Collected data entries
◇ ◇ ◇
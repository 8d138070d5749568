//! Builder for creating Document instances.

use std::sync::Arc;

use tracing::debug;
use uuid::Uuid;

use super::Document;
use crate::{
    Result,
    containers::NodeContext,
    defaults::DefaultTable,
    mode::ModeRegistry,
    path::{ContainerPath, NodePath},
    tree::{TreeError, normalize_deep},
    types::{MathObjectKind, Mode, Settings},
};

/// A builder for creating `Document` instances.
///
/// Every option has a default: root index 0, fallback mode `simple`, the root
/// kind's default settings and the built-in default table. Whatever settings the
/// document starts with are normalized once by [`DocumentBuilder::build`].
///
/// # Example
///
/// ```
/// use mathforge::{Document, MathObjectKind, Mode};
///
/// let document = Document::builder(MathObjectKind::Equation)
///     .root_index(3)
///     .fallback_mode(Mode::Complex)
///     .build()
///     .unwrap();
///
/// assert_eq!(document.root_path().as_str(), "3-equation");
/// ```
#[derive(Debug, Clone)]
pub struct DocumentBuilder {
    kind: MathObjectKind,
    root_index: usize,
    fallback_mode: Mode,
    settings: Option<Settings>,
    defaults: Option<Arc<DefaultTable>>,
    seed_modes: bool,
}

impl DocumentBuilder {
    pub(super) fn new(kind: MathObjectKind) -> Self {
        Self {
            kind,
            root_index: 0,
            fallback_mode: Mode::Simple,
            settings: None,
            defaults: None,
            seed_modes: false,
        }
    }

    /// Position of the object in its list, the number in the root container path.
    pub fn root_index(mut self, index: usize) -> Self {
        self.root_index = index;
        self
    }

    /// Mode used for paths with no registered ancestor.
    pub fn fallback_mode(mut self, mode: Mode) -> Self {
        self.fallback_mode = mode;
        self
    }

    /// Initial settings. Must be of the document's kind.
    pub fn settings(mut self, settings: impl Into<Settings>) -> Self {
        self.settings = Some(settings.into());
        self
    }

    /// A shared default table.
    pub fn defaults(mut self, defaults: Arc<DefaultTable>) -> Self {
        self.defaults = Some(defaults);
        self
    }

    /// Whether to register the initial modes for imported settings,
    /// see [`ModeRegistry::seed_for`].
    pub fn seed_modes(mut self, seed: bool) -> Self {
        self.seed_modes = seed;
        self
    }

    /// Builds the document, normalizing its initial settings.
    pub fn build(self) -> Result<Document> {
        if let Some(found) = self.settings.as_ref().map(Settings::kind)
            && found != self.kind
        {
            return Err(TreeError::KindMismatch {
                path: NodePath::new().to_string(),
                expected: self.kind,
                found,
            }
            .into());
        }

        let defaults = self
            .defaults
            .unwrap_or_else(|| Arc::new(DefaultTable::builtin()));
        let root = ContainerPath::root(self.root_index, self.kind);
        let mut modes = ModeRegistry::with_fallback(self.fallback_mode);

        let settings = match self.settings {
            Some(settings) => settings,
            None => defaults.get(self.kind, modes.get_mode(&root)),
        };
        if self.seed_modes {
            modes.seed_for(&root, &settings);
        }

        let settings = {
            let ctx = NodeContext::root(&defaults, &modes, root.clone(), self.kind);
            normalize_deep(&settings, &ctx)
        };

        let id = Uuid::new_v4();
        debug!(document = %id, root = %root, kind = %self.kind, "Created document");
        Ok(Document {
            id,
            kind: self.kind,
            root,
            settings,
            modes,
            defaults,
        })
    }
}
◇ ◇ ◇
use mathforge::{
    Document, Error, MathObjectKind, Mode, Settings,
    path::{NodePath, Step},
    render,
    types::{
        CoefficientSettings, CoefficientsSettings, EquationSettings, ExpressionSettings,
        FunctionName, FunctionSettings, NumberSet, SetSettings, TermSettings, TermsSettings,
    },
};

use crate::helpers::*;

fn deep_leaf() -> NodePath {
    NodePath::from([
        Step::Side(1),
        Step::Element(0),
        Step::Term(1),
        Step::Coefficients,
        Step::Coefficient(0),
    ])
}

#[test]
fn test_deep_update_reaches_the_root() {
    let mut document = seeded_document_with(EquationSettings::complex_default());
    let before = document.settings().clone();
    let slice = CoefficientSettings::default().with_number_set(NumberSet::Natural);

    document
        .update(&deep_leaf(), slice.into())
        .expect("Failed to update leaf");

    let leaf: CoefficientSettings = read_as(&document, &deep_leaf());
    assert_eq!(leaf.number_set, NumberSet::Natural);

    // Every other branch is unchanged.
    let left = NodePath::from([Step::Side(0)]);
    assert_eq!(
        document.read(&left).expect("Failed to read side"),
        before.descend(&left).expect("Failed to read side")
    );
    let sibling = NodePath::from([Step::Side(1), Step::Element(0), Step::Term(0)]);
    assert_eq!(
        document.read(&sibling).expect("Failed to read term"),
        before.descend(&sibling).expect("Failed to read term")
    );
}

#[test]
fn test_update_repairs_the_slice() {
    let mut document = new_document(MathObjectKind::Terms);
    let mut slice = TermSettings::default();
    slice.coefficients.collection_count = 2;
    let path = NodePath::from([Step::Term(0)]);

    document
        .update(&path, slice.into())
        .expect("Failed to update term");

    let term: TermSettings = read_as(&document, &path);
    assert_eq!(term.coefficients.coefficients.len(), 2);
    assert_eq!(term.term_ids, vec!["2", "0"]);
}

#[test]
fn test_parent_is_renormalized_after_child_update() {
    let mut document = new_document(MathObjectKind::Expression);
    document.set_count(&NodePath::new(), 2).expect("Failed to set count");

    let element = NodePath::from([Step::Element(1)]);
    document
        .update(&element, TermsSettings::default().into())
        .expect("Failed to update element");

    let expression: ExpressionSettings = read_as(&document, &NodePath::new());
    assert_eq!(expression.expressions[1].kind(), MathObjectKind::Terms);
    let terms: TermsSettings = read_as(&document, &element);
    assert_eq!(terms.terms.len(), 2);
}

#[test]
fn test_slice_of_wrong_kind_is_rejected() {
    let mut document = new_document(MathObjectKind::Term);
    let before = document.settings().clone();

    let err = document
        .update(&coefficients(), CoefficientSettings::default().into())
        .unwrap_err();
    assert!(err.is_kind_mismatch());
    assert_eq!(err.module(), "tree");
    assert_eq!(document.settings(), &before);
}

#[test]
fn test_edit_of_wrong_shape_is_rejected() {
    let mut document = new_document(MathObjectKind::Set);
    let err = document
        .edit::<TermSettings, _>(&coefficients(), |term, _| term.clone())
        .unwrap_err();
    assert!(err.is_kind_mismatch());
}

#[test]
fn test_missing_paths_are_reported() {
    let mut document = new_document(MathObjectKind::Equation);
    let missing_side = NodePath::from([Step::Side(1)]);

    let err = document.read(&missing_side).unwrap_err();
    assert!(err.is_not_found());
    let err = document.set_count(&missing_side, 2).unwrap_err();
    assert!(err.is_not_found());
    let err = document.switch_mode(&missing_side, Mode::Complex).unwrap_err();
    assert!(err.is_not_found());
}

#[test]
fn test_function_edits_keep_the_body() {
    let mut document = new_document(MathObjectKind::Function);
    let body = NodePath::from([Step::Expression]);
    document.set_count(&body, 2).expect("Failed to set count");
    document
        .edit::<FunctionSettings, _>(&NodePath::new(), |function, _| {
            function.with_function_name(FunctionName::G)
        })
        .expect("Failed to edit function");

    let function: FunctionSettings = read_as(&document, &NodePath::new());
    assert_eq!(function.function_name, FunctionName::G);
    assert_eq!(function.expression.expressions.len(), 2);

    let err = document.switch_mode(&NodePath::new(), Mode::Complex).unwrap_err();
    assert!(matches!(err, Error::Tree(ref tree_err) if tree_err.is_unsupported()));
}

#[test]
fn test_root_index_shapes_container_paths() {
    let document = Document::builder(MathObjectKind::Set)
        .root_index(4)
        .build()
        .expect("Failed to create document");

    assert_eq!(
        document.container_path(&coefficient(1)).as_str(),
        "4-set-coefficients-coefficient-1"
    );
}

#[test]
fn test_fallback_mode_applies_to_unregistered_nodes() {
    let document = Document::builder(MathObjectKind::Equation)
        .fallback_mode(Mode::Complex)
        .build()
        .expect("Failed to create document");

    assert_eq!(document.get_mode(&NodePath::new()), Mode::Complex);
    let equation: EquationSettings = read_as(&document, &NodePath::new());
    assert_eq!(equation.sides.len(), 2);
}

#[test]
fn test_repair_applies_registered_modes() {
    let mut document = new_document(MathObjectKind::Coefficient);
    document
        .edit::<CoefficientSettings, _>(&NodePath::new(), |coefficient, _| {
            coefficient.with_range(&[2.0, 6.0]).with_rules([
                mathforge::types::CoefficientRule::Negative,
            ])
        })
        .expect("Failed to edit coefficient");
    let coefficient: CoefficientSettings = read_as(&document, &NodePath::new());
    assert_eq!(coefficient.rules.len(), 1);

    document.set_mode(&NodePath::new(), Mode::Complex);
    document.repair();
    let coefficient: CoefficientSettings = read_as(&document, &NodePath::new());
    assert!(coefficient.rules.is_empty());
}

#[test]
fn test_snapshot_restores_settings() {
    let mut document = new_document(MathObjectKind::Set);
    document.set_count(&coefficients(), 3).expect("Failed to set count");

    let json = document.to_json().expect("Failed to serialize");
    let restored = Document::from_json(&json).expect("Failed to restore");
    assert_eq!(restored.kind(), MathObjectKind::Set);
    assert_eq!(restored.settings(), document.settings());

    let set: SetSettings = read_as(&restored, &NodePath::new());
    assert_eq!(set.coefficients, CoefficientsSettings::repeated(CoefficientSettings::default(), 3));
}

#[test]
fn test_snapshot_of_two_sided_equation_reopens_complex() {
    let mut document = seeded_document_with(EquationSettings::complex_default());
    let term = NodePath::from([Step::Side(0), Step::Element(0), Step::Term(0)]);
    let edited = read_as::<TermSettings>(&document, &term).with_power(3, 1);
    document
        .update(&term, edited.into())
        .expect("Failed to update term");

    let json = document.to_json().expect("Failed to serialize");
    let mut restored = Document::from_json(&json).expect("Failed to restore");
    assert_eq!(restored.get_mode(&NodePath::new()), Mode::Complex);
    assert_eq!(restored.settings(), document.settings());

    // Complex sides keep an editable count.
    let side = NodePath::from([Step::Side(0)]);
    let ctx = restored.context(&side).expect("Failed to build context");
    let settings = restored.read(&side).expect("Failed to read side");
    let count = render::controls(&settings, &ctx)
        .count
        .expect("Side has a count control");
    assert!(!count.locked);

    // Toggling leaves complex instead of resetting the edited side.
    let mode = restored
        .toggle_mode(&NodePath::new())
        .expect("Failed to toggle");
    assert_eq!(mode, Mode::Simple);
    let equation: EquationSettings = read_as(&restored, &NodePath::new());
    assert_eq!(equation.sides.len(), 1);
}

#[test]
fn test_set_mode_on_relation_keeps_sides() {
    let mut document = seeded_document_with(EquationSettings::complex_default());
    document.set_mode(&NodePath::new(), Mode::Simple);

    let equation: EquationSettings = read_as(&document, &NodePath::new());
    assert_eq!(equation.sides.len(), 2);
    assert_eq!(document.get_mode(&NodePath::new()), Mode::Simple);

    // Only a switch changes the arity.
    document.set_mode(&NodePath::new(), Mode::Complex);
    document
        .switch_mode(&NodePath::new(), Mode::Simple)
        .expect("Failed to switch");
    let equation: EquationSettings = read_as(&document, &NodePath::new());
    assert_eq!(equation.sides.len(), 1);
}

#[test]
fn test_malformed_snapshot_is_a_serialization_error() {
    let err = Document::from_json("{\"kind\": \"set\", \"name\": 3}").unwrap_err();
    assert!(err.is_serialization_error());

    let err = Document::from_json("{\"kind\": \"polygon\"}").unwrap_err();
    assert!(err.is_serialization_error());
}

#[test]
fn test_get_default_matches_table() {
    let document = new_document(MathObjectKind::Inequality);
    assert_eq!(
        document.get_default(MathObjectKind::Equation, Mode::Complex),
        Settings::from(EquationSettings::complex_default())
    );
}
◇ ◇ ◇
From the records above, transcribe exactly the run of lines that opens with the line holding "use super::Document;" and closes with the line holding "Every option has", both included.

§ **Solution for this task**
use super::Document;
use crate::{
    Result,
    containers::NodeContext,
    defaults::DefaultTable,
    mode::ModeRegistry,
    path::{ContainerPath, NodePath},
    tree::{TreeError, normalize_deep},
    types::{MathObjectKind, Mode, Settings},
};

/// A builder for creating `Document` instances.
///
/// Every option has a default: root index 0, fallback mode `simple`, the root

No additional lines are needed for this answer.